Let’s say you’re trying to set a price for one of your meals. You might try working it out by:
- working out the cost of the ingredients, adding your labor and energy costs, and then adding a 50% margin
- adding up the cost of the ingredients and multiplying by three
- seeing what your competitor is charging and charging the same (or less).
But here’s the thing: consumers aren’t rational. They won’t be mentally adding up the cost of the ingredients to see whether you priced it correctly. Instead they’ll make a split-second decision based on whether they think it’s:
- “no bullshit” tasty.
And here’s another thing: by lowering your price, you could be making that meal less desirable to the consumer. Why? Because a lot of people associate cheap prices with poor quality. (Just think back to the last time you were looking for a nice bottle of wine and automatically rejected everything under $20.)
What Apple can teach you about value
Ever seen a stress ball, pen, bottle opener or free t-shirt with the Apple logo on it? Of course not. (If you have, I’m willing to bet $100 it was done without Apple’s permission.)
Apple’s business is all about innovation, and so their logo only goes on their products. It’s what makes an Apple product an Apple product.
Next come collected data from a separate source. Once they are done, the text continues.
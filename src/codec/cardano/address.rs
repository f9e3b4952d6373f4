//! Cardano key and address helpers.

use bech32::{FromBase32, ToBase32, Variant};
use blake2::{Blake2b, Digest, digest::consts::U28};

use crate::error::{KeysignError, KeysignResult};

/// Enterprise address, mainnet: `(6 << 4) | 1`.
pub const ENTERPRISE_MAINNET_HEADER: u8 = 0x61;
pub const ADDRESS_HRP: &str = "addr";

fn require_32(bytes: &[u8], what: &str) -> KeysignResult<()> {
    if bytes.len() != 32 {
        return Err(KeysignError::InvalidPublicKey(format!(
            "{what} must be 32 bytes, got {}",
            bytes.len()
        )));
    }
    Ok(())
}

/// `spending_key || spending_key || chain_code || chain_code`
pub fn create_extended_key(spending_key: &[u8], chain_code: &[u8]) -> KeysignResult<[u8; 128]> {
    require_32(spending_key, "spending key")?;
    require_32(chain_code, "chain code")?;

    let mut extended = [0u8; 128];
    extended[..32].copy_from_slice(spending_key);
    extended[32..64].copy_from_slice(spending_key);
    extended[64..96].copy_from_slice(chain_code);
    extended[96..].copy_from_slice(chain_code);
    Ok(extended)
}

/// Raw 29-byte enterprise address payload.
pub fn enterprise_address_bytes(spending_key: &[u8]) -> KeysignResult<[u8; 29]> {
    require_32(spending_key, "spending key")?;

    let hash = Blake2b::<U28>::digest(spending_key);
    let mut payload = [0u8; 29];
    payload[0] = ENTERPRISE_MAINNET_HEADER;
    payload[1..].copy_from_slice(&hash);
    Ok(payload)
}

/// Bech32 `addr1...` enterprise address for a spending key.
pub fn create_enterprise_address(spending_key: &[u8]) -> KeysignResult<String> {
    let payload = enterprise_address_bytes(spending_key)?;
    bech32::encode(ADDRESS_HRP, payload.to_base32(), Variant::Bech32)
        .map_err(|e| KeysignError::Internal(format!("Bech32 encode: {e}")))
}

/// Raw address bytes of any bech32 Shelley address.
pub fn decode_address(address: &str) -> KeysignResult<Vec<u8>> {
    let (hrp, data, _) = bech32::decode(address)
        .map_err(|e| KeysignError::InvalidAddress(format!("{address}: {e}")))?;
    if !hrp.starts_with(ADDRESS_HRP) {
        return Err(KeysignError::InvalidAddress(format!(
            "{address}: not a Cardano address"
        )));
    }
    Vec::<u8>::from_base32(&data)
        .map_err(|e| KeysignError::InvalidAddress(format!("{address}: {e}")))
}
And their products are all the proof we need to show consumers don’t buy what you make, but rather why you make it. Why else would people line up for hours (if not days) to get the latest Apple product when they could buy it a week later just by walking into the store?
But if they put their logo on a non-innovative product, it would lower the perceived value of every other product they make.
Price vs value
There’s a big difference between an item’s price and its value. Or at least there should be. The smaller the gap between an item’s perceived value and it’s selling price, the less likely that people will want to buy it.
So while it’s good to know what your menu items cost to make, don’t use that knowledge to set the price. Instead, base it on the item’s value to those in your target market.
And hopefully you’ll never see that error message on your spreadsheet again.